Four Alchemists. One Lecture.
A Constellation of Ideas.

The lecture will be delivered by four renowned alchemists: Dele Adeyemo (UK) architect, creative director, and urban theorist; Natalie Diaz (US/Mojave/Akimel O’otham) poet, MacArthur Foundation Fellow and Founding Director of the Center for Imagination in the Borderlands, Arizona State University; Nadia Yala Kisukidi (France) Associate Professor in philosophy, Paris 8 Vincennes-Saint-Denis University; and Rinaldo Walcott (Canada) Writer, and Professor in the Women and Gender Studies Institute, University of Toronto.

Moderator


Profile photo of professor Christina Sharpe.

Christina Sharpe

Christina Sharpe is a writer, Professor, and Canada Research Chair in Black Studies in the Humanities at York University in Toronto. She is also a Senior Research Associate at the Centre for the Study of Race, Gender & Class (RGC) at the University of Johannesburg and a Matakyev Research Fellow at the Center for Imagination in the Borderlands at the Arizona State University. She is the author of In the Wake: On Blackness and Being (Duke University Press, 2016)—named by the Guardian and the Walrus as one of the best books of 2016 and a nonfiction finalist for the Hurston/Wright Legacy Award—and Monstrous Intimacies: Making Post-Slavery Subjects (Duke University Press, 2010), as well as Ordinary Notes, forthcoming in 2023.

Speakers


Dele Adeyemo profile photo

Dele Adeyemo

Architect, Creative Director, and Urban Theorist, United Kingdom/Nigeria

Dele Adeyemo (UK/Nigeria) is an architect, artist, and critical urban theorist. Dele’s creative practice, research and pedagogy interrogate the underlying racial drivers in the production of space. Adeyemo is completing his PhD, titled Last Dark Continent, at the Centre for Research Architecture at Goldsmiths, University of London. He is the recipient of the Journal of Architectural Educators Inaugural Fellowship, the Canadian Centre for Architecture's Andrew Mellon Fellowship and Het Nieuwe Instituut’s Research Fellowship. Adeyemo’s projects have been presented internationally, including at the 13th Venice Architecture Biennale, the 5th Istanbul Design Biennial, the 13th Sao Paulo Architecture Biennial and the 2nd Edition of the Lagos Biennial. He currently teaches an architecture design studio at the Royal College of Art, London.

Wey Dey Move - experimental art film directed by Dele Adeyemo. (Password: WDM2022)

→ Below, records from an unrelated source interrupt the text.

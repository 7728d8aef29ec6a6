//! Database layer for data persistence and access.
//!
//! This module implements the data access layer using SQLx with PostgreSQL.
//! It follows the Repository pattern to provide clean abstractions over
//! database operations.
//!
//! # Modules
//!
//! - [`handlers`]: Repository implementations for CRUD operations
//! - [`models`]: Database record structures matching table schemas
//! - [`errors`]: Database-specific error types
//!
//! # Repository Pattern
//!
//! The [`handlers`] module provides one repository per aggregate (users,
//! videos, reels). Each repository wraps a `&mut PgConnection`, so callers
//! decide whether operations run on a pooled connection or inside a
//! transaction:
//!
//! ```ignore
//! use reeldrop::db::handlers::{Repository, Users};
//!
//! async fn example(pool: &sqlx::PgPool) -> Result<(), Box<dyn std::error::Error>> {
//!     let mut tx = pool.begin().await?;
//!     let mut users = Users::new(&mut tx);
//!     let user = users.get_by_email("user@example.com").await?;
//!     tx.commit().await?;
//!     Ok(())
//! }
//! ```
//!
//! # Soft deletion
//!
//! Rows are never physically removed: deletion sets `deleted_at`, and every
//! read predicate carries `deleted_at IS NULL`. The same scheme applies one
//! level down to the recipient elements inside a reel's JSONB column, where
//! filtering happens in the column codec instead of SQL
//! (see [`models::reels::Recipients`]).
//!
//! # Migrations
//!
//! Database migrations are managed by SQLx and located in the `migrations/`
//! directory. The [`crate::migrator`] function provides access to the
//! migrator.

pub mod errors;
pub mod handlers;
pub mod models;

Our lives are held in relation by the infrastructures of modernity, whether splintering and enclosing or tethering and circulating. And if the transgression of that threshold of no return revealed infrastructure to be a lively assemblage dependent on the position of the unthought, then what infrastructures today hold our lives in relation, upon what unseen bodies do these infrastructures rest? With the notion of black infra-structural life I want to propose a method for bringing into view the position of the unthought as hidden multiscalar assemblages of everyday life that underpin the life of infrastructures. By exploring the turbulent sedimentary circulations amongst the ongoing coloniality of rapid urbanisation in Lagos, Nigeria, the improvised, anticipatory and provisional relations that underpin its infrastructures are surfaced. Wey dey move the Nigerian Pidgin term meaning things change and constantly evolve, underscores the way we must all learn to move in an uncertain world.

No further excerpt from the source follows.